In Restless Enterprise, Professor Katherine Manthorne (Art History) profiles a little-known American figure, artist Eliza Pratt Greatorex, whose story Manthorne says was “deliberately expunged from the record.”
Alumnus Evan Rapport (Ph.D. ’06, Music) examines the role of race in punk music and the genre’s debt to the blues in Damaged: Musicality and Race in Early American Punk.
Professor Melissa Checker (GC/Queens; Anthropology, Psychology; Urban Studies) shows why environmental efforts and high-profit redevelopment are often at cross-purposes in her new book, The Sustainability Myth: Environmental Gentrification and the Politics of Justice.

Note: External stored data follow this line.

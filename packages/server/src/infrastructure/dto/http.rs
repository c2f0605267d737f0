//! HTTP API response DTOs.

use serde::{Deserialize, Serialize};

/// Entry of `GET /api/rooms`
#[derive(Debug, Clone, PartialEq, Eq, Serialize, Deserialize)]
pub struct RoomSummaryDto {
    pub name: String,
    pub member_count: usize,
}

/// Member of a room in `GET /api/rooms/{name}`
#[derive(Debug, Clone, PartialEq, Eq, Serialize, Deserialize)]
pub struct MemberDto {
    pub connection_id: String,
    /// `None` for guests
    pub identity: Option<String>,
}

/// Response of `GET /api/rooms/{name}`
#[derive(Debug, Clone, PartialEq, Eq, Serialize, Deserialize)]
pub struct RoomDetailDto {
    pub name: String,
    pub public: bool,
    pub members: Vec<MemberDto>,
}
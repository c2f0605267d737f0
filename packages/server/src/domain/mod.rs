//! Domain layer for the chat server.
//!
//! This module contains business rules that are independent of
//! data transfer objects (DTOs) and infrastructure concerns.

pub mod auth;
pub mod entity;
pub mod error;
pub mod history;
pub mod membership;
pub mod value_object;

pub use auth::AuthGate;
pub use entity::{Command, HistoryEntry, Message, MessageKind};
pub use error::{
    AuthError, DecodeError, DeliveryError, HistoryError, PermissionError, ValueObjectError,
};
pub use history::HistoryStore;
pub use membership::Membership;
pub use value_object::{ConnectionId, Identity, MessageContent, RoomName, Timestamp};
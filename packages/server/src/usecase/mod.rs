//! UseCase layer: the hub that owns the room table and dispatches messages.

pub mod error;
pub mod hub;

pub use error::{AuthenticateError, JoinError, SendMessageError};
pub use hub::{BroadcastReport, Hub, OutboundReceiver, RoomSnapshot};
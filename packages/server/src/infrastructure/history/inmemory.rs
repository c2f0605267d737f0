//! InMemory HistoryStore 実装
//!
//! ドメイン層が定義する HistoryStore trait の具体的な実装。
//! ルームごとに `VecDeque` を持ち、保持件数を超えた分は古い順に破棄します
//! （ストレージ側でのトリミング）。

use std::collections::{HashMap, VecDeque};

use async_trait::async_trait;
use tokio::sync::Mutex;

use crate::domain::{HistoryEntry, HistoryError, HistoryStore, RoomName};

/// Default number of entries kept per room
pub const DEFAULT_RETENTION: usize = 20;

/// インメモリ HistoryStore 実装
pub struct InMemoryHistoryStore {
    /// ルーム名 → タイムスタンプ順に並んだエントリ
    rooms: Mutex<HashMap<RoomName, VecDeque<HistoryEntry>>>,
    /// ルームごとの最大保持件数
    retention: usize,
}

impl InMemoryHistoryStore {
    /// 新しい InMemoryHistoryStore を作成
    pub fn new(retention: usize) -> Self {
        Self {
            rooms: Mutex::new(HashMap::new()),
            retention,
        }
    }

    pub fn retention(&self) -> usize {
        self.retention
    }

    /// ルームに保持されている件数
    pub async fn len(&self, room: &RoomName) -> usize {
        let rooms = self.rooms.lock().await;
        rooms.get(room).map_or(0, VecDeque::len)
    }
}

impl Default for InMemoryHistoryStore {
    fn default() -> Self {
        Self::new(DEFAULT_RETENTION)
    }
}

#[async_trait]
impl HistoryStore for InMemoryHistoryStore {
    async fn append(&self, entry: HistoryEntry) -> Result<(), HistoryError> {
        let mut rooms = self.rooms.lock().await;
        let entries = rooms.entry(entry.room.clone()).or_default();

        // Keep entries sorted by timestamp; appends are almost always in order.
        let position = entries
            .iter()
            .rposition(|existing| existing.timestamp <= entry.timestamp)
            .map_or(0, |index| index + 1);
        entries.insert(position, entry);

        while entries.len() > self.retention {
            entries.pop_front();
        }
        Ok(())
    }

    async fn recent(
        &self,
        room: &RoomName,
        limit: usize,
    ) -> Result<Vec<HistoryEntry>, HistoryError> {
        let rooms = self.rooms.lock().await;
        let Some(entries) = rooms.get(room) else {
            return Ok(Vec::new());
        };

        let skip = entries.len().saturating_sub(limit);
        Ok(entries.iter().skip(skip).cloned().collect())
    }
}
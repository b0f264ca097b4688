pub trait Builder {
    type Build;
    fn build() -> Self::Build;
}

pub use self::place_builder::*;

pub mod place_builder {

    use super::*;
    use crate::{category::*, geo::*, id::*, links::*, place::*};

    #[derive(Debug)]
    pub struct PlaceBuild {
        place: Place,
    }

    impl PlaceBuild {
        pub fn id(mut self, id: &str) -> Self {
            self.place.id = id.into();
            self
        }
        pub fn name(mut self, name: &str) -> Self {
            self.place.name = name.into();
            self
        }
        pub fn category(mut self, category: &str) -> Self {
            self.place.category = Category::from_raw(category);
            self
        }
        pub fn district(mut self, district: &str) -> Self {
            self.place.district = Some(district.into());
            self
        }
        pub fn price(mut self, price: &str) -> Self {
            self.place.price = Some(price.into());
            self
        }
        pub fn rating(mut self, rating: f64) -> Self {
            self.place.rating = Some(rating.into());
            self
        }
        pub fn short(mut self, short: &str) -> Self {
            self.place.short = Some(short.into());
            self
        }
        pub fn notes(mut self, notes: &str) -> Self {
            self.place.notes = Some(notes.into());
            self
        }
        pub fn pos(mut self, lat: f64, lng: f64) -> Self {
            self.place.pos = Some(MapPoint::from_lat_lng_deg(lat, lng));
            self
        }
        pub fn maps_link(mut self, url: &str) -> Self {
            self.place.links.maps = Some(url.parse().unwrap());
            self
        }
        pub fn finish(self) -> Place {
            self.place
        }
    }

    impl Builder for Place {
        type Build = PlaceBuild;
        fn build() -> PlaceBuild {
            PlaceBuild {
                place: Place {
                    id: Id::from("place"),
                    name: "".into(),
                    category: Category::See,
                    district: None,
                    price: None,
                    rating: None,
                    short: None,
                    notes: None,
                    pos: None,
                    links: Links::default(),
                },
            }
        }
    }
}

Professor Ashley Dawson (GC/College of Staten Island/English) warns about the dangers of fossil fuels and argues that the transition to renewable energy must not prioritize profit in his book People’s Power: Reclaiming the Energy Commons.

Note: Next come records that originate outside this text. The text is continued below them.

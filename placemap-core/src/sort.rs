use std::cmp::Ordering;

use itertools::Itertools;
use unicode_normalization::{char::is_combining_mark, UnicodeNormalization};

/// Locale and numeric aware comparison of labels.
///
/// Runs of ASCII digits are compared by their numeric value.
/// Words are compared by their base letters first, so accents
/// and case only decide between otherwise equal labels.
/// On such ties unaccented letters come first, then lowercase
/// ones. The raw strings keep the order total.
pub fn natural_cmp(a: &str, b: &str) -> Ordering {
    cmp_base(a, b)
        .then_with(|| accented(a).cmp(accented(b)))
        .then_with(|| uppercase(a).cmp(uppercase(b)))
        .then_with(|| a.cmp(b))
}

fn cmp_base(a: &str, b: &str) -> Ordering {
    let mut lhs = Chunks::new(a);
    let mut rhs = Chunks::new(b);
    loop {
        match (lhs.next(), rhs.next()) {
            (None, None) => return Ordering::Equal,
            (None, Some(_)) => return Ordering::Less,
            (Some(_), None) => return Ordering::Greater,
            (Some(l), Some(r)) => {
                let ord = cmp_chunks(l, r);
                if ord != Ordering::Equal {
                    return ord;
                }
            }
        }
    }
}

fn cmp_chunks(lhs: &str, rhs: &str) -> Ordering {
    match (is_number(lhs), is_number(rhs)) {
        (true, true) => cmp_numbers(lhs, rhs),
        // Numbers sort before words
        (true, false) => Ordering::Less,
        (false, true) => Ordering::Greater,
        (false, false) => base_letters(lhs).cmp(base_letters(rhs)),
    }
}

/// Lowercase letters without diacritics, e.g. `Ó` becomes `o`.
fn base_letters(s: &str) -> impl Iterator<Item = char> + '_ {
    s.nfd()
        .filter(|c| !is_combining_mark(*c))
        .flat_map(char::to_lowercase)
}

fn accented(s: &str) -> impl Iterator<Item = char> + '_ {
    s.nfd().flat_map(char::to_lowercase)
}

fn uppercase(s: &str) -> impl Iterator<Item = bool> + '_ {
    s.chars().map(char::is_uppercase)
}

fn cmp_numbers(lhs: &str, rhs: &str) -> Ordering {
    let lhs = lhs.trim_start_matches('0');
    let rhs = rhs.trim_start_matches('0');
    lhs.len().cmp(&rhs.len()).then_with(|| lhs.cmp(rhs))
}

fn is_number(chunk: &str) -> bool {
    chunk.starts_with(|c: char| c.is_ascii_digit())
}

/// Splits a string into alternating runs of digits and non-digits.
struct Chunks<'a> {
    rest: &'a str,
}

impl<'a> Chunks<'a> {
    const fn new(s: &'a str) -> Self {
        Self { rest: s }
    }
}

impl<'a> Iterator for Chunks<'a> {
    type Item = &'a str;

    fn next(&mut self) -> Option<Self::Item> {
        let first = self.rest.chars().next()?;
        let digits = first.is_ascii_digit();
        let end = self
            .rest
            .find(|c: char| c.is_ascii_digit() != digits)
            .unwrap_or(self.rest.len());
        let (chunk, rest) = self.rest.split_at(end);
        self.rest = rest;
        Some(chunk)
    }
}

/// Distinct, non-empty labels in natural order.
pub fn distinct_sorted<'a>(labels: impl IntoIterator<Item = Option<&'a str>>) -> Vec<String> {
    labels
        .into_iter()
        .flatten()
        .filter(|label| !label.is_empty())
        .unique()
        .sorted_by(|a, b| natural_cmp(a, b))
        .map(ToOwned::to_owned)
        .collect()
}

Distinguished Professor Richard Alba (Sociology) breaks new ground on how immigration and identity both reinvigorate American society and challenge it in his book The Great Demographic Illusion: Majority, Minority, and the Expanding American Mainstream.
Bestselling author Professor Emeritus David Nasaw (History) tells the story of Jewish and Eastern European exiles after World War II in The Last Million: Europe’s Displaced Persons From World War to Cold War.
Professor Barbara Katz Rothman (Sociology) asserts that the medical industry is nothing short of an imperial power in her book The Biomedical Empire: Lessons Learned from the COVID-19 Pandemic.
Professor Bianca C. Williams (Anthropology, Psychology, Women’s and Gender Studies) co-edited a new book inspired by more than 100 student-led protests during the Movement for Black Lives called Plantation Politics and Campus Rebellions.
In Immigrant Labor and the New Precariat, Distinguished Professor Ruth Milkman (GC/School of Labor and Urban Studies, Sociology) argues that progressives should redirect anger away from foreign-born workers and toward employers and political elites.
Jimmy Carter’s presidency is often considered a failure because he didn’t win re-election, but a new biography, The Outlier: The Unfinished Presidency of Jimmy Carter, by Leon Levy Center for Biography Executive Director Kai Bird, finds that it was quite consequential.
Distinguished Professor André Aciman (Comparative Literature, French), author of the acclaimed and awarding-winning Call Me By Your Name, has published Homo Irrealis, a new collection of essays.
And finally, the late Distinguished Professor William Helmreich, a victim of the COVID-19 pandemic, gives his many readers a last tribute to NYC with his posthumous book, The Queens Nobody Knows: An Urban Walking Guide.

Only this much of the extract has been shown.